[Saved entries]
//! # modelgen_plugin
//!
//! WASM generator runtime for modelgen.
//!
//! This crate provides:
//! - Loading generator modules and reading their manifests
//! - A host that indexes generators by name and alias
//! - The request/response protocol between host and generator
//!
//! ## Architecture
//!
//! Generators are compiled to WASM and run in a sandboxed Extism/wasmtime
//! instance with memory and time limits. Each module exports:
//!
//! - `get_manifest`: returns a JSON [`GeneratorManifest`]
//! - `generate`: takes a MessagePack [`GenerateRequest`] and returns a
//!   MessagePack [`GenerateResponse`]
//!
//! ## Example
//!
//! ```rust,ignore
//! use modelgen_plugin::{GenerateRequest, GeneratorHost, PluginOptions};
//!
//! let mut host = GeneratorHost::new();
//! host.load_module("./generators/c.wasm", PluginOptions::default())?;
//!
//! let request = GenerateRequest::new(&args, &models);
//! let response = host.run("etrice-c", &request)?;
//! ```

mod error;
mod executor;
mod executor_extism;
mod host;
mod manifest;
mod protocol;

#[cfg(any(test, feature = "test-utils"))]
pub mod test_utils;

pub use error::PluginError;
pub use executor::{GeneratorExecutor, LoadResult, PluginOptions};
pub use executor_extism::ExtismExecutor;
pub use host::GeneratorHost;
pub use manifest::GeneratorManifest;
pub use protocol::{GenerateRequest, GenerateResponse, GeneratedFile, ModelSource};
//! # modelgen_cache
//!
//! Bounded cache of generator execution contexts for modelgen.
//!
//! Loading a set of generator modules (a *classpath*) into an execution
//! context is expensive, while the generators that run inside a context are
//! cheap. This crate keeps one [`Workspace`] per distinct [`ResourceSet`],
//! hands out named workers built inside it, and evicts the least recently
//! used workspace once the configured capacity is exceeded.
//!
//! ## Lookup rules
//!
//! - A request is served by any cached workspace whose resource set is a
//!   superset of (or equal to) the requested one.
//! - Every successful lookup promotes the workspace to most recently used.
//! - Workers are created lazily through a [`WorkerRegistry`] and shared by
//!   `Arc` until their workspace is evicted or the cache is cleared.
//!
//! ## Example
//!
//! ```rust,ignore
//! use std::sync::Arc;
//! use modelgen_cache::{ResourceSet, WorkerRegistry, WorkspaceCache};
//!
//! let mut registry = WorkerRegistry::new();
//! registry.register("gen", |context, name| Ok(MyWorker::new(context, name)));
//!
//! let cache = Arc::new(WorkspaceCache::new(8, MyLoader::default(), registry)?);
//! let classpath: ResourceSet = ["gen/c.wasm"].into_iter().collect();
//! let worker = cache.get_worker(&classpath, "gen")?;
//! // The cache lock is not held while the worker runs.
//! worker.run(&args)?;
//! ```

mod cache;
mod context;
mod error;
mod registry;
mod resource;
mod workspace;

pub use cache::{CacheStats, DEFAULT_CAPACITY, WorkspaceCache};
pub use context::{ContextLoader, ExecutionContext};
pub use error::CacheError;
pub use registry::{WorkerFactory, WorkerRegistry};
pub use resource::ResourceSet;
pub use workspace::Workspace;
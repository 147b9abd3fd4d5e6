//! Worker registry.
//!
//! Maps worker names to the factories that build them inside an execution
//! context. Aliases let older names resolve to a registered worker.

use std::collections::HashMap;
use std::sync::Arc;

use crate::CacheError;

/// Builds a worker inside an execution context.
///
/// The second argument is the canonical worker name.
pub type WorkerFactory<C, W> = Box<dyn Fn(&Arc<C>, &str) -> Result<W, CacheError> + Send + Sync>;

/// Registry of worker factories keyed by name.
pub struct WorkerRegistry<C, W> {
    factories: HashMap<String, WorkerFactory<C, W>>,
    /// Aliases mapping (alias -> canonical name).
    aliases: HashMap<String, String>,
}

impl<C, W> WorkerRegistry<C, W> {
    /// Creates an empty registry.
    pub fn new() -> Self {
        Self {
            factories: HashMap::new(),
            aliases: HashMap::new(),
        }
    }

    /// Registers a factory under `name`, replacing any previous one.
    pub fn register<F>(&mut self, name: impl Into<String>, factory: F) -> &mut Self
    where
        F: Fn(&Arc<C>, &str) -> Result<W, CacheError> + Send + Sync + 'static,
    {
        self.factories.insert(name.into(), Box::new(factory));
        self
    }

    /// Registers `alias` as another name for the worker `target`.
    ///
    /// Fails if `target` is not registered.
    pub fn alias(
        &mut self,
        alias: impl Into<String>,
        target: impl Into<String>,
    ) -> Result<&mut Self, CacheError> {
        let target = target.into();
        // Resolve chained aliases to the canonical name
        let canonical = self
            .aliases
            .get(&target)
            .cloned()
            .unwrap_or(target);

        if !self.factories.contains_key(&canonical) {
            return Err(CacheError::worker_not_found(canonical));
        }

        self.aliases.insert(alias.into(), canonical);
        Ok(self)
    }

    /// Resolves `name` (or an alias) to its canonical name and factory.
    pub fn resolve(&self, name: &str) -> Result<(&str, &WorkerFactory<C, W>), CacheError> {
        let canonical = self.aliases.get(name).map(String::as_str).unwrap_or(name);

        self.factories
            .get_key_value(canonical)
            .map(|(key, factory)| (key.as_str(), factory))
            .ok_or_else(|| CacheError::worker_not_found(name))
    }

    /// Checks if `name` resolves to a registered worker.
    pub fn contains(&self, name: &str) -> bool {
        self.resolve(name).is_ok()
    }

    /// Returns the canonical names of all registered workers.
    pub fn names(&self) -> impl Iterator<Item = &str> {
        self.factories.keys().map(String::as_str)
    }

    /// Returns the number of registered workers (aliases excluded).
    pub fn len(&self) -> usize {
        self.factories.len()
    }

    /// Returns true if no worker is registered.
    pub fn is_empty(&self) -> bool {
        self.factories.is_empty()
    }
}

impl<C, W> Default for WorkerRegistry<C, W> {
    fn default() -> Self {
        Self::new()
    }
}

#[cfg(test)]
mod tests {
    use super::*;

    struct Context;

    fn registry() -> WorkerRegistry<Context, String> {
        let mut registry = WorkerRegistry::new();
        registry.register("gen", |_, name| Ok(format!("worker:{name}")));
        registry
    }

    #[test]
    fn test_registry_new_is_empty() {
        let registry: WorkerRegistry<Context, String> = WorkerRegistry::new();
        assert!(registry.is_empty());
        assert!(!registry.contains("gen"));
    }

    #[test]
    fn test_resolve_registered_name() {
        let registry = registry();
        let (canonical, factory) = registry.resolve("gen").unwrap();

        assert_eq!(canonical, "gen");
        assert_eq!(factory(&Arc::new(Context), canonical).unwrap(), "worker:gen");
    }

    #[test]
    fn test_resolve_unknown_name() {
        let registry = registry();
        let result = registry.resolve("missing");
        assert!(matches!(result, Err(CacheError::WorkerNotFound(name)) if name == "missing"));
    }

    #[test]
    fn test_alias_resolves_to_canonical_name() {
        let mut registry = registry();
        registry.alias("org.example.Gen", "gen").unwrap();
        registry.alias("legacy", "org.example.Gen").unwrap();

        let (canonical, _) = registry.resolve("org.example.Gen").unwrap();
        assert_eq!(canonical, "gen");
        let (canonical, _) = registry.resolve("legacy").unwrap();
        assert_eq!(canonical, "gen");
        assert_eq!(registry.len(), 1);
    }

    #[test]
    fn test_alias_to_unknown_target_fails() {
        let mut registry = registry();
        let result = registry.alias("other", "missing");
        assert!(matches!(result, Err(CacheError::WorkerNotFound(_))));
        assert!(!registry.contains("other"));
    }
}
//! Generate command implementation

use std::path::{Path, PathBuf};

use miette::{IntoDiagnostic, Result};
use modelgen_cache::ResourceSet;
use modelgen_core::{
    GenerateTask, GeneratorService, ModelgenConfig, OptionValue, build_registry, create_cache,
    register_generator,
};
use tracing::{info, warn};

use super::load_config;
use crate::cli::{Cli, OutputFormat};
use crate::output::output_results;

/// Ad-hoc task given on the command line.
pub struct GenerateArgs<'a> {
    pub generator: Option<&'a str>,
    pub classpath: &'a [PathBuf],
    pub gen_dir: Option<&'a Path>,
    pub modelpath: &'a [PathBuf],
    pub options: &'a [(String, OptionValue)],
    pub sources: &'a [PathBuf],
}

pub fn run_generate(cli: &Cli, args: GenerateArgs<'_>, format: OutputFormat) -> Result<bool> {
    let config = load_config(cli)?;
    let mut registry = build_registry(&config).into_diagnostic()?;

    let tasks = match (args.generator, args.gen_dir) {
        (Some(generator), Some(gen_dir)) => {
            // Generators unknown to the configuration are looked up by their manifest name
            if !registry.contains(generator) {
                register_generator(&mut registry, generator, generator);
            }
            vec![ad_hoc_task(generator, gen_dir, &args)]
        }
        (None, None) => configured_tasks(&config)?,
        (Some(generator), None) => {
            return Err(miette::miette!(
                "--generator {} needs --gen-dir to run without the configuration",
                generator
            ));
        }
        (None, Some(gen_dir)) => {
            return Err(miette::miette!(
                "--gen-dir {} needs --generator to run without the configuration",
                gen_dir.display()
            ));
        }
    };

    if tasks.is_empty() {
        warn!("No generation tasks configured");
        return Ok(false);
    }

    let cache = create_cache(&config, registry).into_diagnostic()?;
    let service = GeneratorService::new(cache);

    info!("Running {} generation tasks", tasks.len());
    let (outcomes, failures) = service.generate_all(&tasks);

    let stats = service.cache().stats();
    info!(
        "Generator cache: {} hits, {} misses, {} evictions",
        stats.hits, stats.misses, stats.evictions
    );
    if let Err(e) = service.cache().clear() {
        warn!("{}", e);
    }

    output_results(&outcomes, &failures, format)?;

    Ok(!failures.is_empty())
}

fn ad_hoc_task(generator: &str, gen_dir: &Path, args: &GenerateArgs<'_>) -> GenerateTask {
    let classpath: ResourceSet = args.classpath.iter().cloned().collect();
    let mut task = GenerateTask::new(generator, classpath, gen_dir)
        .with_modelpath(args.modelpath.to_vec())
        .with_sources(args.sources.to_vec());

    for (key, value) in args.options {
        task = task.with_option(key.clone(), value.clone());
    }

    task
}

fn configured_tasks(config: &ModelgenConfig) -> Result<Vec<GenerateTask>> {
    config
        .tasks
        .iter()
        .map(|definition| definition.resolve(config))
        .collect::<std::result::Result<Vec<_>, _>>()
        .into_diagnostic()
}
--
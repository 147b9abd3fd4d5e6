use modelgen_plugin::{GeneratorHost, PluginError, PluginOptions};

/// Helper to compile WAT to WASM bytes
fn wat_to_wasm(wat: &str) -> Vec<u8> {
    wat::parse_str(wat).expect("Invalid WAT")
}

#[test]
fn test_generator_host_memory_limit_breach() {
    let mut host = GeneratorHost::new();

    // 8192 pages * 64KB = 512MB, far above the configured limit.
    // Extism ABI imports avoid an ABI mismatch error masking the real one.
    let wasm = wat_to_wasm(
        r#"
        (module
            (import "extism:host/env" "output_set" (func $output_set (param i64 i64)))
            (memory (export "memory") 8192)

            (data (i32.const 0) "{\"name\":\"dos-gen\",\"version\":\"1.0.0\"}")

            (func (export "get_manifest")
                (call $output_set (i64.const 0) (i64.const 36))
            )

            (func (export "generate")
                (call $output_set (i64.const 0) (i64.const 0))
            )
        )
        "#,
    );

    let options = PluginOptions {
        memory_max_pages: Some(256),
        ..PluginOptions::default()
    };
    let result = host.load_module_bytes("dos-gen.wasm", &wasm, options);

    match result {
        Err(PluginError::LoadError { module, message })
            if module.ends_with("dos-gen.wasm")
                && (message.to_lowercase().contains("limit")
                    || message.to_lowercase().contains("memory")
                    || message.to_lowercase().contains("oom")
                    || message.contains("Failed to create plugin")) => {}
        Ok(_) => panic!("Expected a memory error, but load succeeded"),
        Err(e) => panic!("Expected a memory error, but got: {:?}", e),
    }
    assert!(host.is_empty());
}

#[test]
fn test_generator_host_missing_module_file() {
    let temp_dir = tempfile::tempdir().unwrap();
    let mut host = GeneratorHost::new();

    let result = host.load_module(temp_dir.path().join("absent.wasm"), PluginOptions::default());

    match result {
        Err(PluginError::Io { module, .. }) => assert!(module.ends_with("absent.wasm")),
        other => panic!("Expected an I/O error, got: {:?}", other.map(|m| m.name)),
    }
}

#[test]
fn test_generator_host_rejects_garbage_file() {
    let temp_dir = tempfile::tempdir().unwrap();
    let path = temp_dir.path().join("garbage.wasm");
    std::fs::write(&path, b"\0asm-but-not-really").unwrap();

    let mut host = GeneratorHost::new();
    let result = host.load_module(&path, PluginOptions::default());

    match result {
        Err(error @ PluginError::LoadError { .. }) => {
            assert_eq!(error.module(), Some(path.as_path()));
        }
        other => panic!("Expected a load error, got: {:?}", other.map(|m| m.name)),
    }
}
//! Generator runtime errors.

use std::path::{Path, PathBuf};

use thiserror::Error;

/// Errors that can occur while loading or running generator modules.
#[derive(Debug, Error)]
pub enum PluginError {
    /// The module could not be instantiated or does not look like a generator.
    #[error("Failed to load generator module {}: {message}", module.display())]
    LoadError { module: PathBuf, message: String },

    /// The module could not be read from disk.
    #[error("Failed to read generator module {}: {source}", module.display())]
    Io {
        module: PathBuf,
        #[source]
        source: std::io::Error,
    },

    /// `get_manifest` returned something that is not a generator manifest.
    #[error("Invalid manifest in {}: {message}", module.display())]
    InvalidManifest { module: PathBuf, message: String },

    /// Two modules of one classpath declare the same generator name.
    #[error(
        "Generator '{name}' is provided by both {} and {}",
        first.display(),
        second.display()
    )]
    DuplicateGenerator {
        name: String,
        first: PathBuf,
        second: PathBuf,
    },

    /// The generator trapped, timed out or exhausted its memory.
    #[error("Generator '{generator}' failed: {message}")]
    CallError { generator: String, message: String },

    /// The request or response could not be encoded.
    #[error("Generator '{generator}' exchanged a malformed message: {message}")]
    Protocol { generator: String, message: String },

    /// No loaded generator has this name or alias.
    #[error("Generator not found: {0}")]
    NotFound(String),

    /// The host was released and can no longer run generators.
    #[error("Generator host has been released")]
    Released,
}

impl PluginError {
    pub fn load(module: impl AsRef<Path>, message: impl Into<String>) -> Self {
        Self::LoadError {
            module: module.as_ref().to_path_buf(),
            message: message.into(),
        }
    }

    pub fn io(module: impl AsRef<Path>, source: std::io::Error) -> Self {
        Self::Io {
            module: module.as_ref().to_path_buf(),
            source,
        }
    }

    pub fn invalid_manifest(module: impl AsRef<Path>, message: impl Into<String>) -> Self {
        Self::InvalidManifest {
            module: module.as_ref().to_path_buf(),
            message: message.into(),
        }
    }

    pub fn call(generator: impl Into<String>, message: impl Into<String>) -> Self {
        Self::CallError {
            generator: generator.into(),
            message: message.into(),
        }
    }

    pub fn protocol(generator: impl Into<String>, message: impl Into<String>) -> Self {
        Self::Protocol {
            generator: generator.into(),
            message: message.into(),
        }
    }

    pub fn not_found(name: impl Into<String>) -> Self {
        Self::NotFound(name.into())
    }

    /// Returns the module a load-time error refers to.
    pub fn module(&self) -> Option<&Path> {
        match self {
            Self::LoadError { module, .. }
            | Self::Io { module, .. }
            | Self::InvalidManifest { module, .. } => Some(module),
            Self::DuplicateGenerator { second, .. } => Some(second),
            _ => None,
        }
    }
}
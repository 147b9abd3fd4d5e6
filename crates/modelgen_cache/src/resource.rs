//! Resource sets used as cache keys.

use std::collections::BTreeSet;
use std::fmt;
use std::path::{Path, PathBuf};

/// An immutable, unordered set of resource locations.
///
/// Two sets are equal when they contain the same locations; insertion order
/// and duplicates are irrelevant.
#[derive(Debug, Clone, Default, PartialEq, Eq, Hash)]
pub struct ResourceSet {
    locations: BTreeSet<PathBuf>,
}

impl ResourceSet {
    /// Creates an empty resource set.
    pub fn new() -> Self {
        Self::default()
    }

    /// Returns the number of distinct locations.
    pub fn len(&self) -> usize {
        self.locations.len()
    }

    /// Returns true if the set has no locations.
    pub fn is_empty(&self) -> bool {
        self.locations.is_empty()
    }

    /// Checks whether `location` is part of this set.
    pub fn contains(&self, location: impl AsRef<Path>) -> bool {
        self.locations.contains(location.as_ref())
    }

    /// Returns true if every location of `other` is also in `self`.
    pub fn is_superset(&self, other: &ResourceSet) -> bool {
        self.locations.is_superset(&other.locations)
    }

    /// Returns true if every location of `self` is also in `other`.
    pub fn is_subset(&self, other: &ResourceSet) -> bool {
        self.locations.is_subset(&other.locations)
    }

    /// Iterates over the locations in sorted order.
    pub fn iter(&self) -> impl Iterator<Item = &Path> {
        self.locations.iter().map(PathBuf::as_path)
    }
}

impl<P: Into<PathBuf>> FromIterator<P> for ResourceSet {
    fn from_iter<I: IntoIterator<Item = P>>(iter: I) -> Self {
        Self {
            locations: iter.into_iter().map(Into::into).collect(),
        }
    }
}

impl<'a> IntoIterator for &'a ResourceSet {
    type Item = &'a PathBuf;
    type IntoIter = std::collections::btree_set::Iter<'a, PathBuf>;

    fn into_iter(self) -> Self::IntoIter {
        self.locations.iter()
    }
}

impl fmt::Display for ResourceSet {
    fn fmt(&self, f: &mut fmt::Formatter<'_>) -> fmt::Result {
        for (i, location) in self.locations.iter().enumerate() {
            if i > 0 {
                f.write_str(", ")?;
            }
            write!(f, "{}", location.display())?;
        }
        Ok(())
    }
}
...
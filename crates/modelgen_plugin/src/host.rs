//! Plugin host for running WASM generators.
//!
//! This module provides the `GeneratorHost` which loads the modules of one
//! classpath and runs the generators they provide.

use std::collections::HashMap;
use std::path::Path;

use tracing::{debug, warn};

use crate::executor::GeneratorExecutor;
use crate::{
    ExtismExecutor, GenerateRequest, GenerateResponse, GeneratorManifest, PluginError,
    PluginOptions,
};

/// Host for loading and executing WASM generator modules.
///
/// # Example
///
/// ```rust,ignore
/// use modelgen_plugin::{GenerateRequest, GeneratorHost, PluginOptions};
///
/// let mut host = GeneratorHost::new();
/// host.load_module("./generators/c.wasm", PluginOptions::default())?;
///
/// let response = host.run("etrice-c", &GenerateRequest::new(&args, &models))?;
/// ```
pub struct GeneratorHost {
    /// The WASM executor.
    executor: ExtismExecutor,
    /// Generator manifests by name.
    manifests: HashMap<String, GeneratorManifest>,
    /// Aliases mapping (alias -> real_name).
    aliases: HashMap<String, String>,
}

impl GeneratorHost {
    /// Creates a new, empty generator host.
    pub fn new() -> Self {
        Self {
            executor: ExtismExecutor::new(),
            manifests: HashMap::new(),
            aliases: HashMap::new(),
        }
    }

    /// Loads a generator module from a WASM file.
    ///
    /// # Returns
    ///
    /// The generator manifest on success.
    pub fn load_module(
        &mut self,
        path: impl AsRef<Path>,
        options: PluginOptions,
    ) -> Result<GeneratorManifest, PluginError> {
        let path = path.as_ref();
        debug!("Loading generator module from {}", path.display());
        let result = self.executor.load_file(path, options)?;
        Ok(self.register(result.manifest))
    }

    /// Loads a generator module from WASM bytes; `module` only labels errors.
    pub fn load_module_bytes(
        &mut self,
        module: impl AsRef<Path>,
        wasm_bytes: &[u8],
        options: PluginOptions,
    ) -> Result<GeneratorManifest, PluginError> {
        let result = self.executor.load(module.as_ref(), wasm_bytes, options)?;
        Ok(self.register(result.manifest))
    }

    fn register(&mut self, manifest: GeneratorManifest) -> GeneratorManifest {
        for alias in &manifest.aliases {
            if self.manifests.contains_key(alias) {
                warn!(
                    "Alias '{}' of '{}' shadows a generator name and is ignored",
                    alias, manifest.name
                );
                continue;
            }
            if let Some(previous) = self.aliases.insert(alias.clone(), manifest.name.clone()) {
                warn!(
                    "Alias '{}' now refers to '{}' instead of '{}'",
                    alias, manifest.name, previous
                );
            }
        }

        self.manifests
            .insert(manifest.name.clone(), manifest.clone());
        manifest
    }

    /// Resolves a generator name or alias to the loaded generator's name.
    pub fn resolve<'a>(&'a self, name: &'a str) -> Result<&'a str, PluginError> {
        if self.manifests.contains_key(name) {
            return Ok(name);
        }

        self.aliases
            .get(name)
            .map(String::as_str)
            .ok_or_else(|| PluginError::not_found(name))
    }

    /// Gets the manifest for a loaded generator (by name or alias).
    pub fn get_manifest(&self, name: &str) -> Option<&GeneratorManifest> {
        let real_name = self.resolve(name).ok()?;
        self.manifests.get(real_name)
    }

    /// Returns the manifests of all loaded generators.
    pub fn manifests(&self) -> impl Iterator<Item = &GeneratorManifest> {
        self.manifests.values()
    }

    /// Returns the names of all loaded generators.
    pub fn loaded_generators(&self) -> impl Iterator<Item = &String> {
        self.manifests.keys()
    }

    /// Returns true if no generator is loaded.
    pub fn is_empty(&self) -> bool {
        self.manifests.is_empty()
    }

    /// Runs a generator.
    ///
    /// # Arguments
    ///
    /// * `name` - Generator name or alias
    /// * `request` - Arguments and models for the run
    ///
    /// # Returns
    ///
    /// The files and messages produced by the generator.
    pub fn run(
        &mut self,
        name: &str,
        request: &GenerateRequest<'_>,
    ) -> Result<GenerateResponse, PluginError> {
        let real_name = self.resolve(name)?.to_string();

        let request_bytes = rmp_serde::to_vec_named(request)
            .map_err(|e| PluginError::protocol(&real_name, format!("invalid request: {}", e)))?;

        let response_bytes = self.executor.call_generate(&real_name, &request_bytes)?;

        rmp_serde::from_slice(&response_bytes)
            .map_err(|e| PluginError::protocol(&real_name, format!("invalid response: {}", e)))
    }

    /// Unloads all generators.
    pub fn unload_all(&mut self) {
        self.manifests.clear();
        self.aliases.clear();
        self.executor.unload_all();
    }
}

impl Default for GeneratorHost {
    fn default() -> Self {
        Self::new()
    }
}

[Exercise details]: Could you reproduce, exactly, every line above from the line with "pub sources: &'a" to the line with "output_results(&outcomes, &failures, format)?;", and no other line? Both ends count.

[Exercise result]:
    pub sources: &'a [PathBuf],
}

pub fn run_generate(cli: &Cli, args: GenerateArgs<'_>, format: OutputFormat) -> Result<bool> {
    let config = load_config(cli)?;
    let mut registry = build_registry(&config).into_diagnostic()?;

    let tasks = match (args.generator, args.gen_dir) {
        (Some(generator), Some(gen_dir)) => {
            // Generators unknown to the configuration are looked up by their manifest name
            if !registry.contains(generator) {
                register_generator(&mut registry, generator, generator);
            }
            vec![ad_hoc_task(generator, gen_dir, &args)]
        }
        (None, None) => configured_tasks(&config)?,
        (Some(generator), None) => {
            return Err(miette::miette!(
                "--generator {} needs --gen-dir to run without the configuration",
                generator
            ));
        }
        (None, Some(gen_dir)) => {
            return Err(miette::miette!(
                "--gen-dir {} needs --generator to run without the configuration",
                gen_dir.display()
            ));
        }
    };

    if tasks.is_empty() {
        warn!("No generation tasks configured");
        return Ok(false);
    }

    let cache = create_cache(&config, registry).into_diagnostic()?;
    let service = GeneratorService::new(cache);

    info!("Running {} generation tasks", tasks.len());
    let (outcomes, failures) = service.generate_all(&tasks);

    let stats = service.cache().stats();
    info!(
        "Generator cache: {} hits, {} misses, {} evictions",
        stats.hits, stats.misses, stats.evictions
    );
    if let Err(e) = service.cache().clear() {
        warn!("{}", e);
    }

    output_results(&outcomes, &failures, format)?;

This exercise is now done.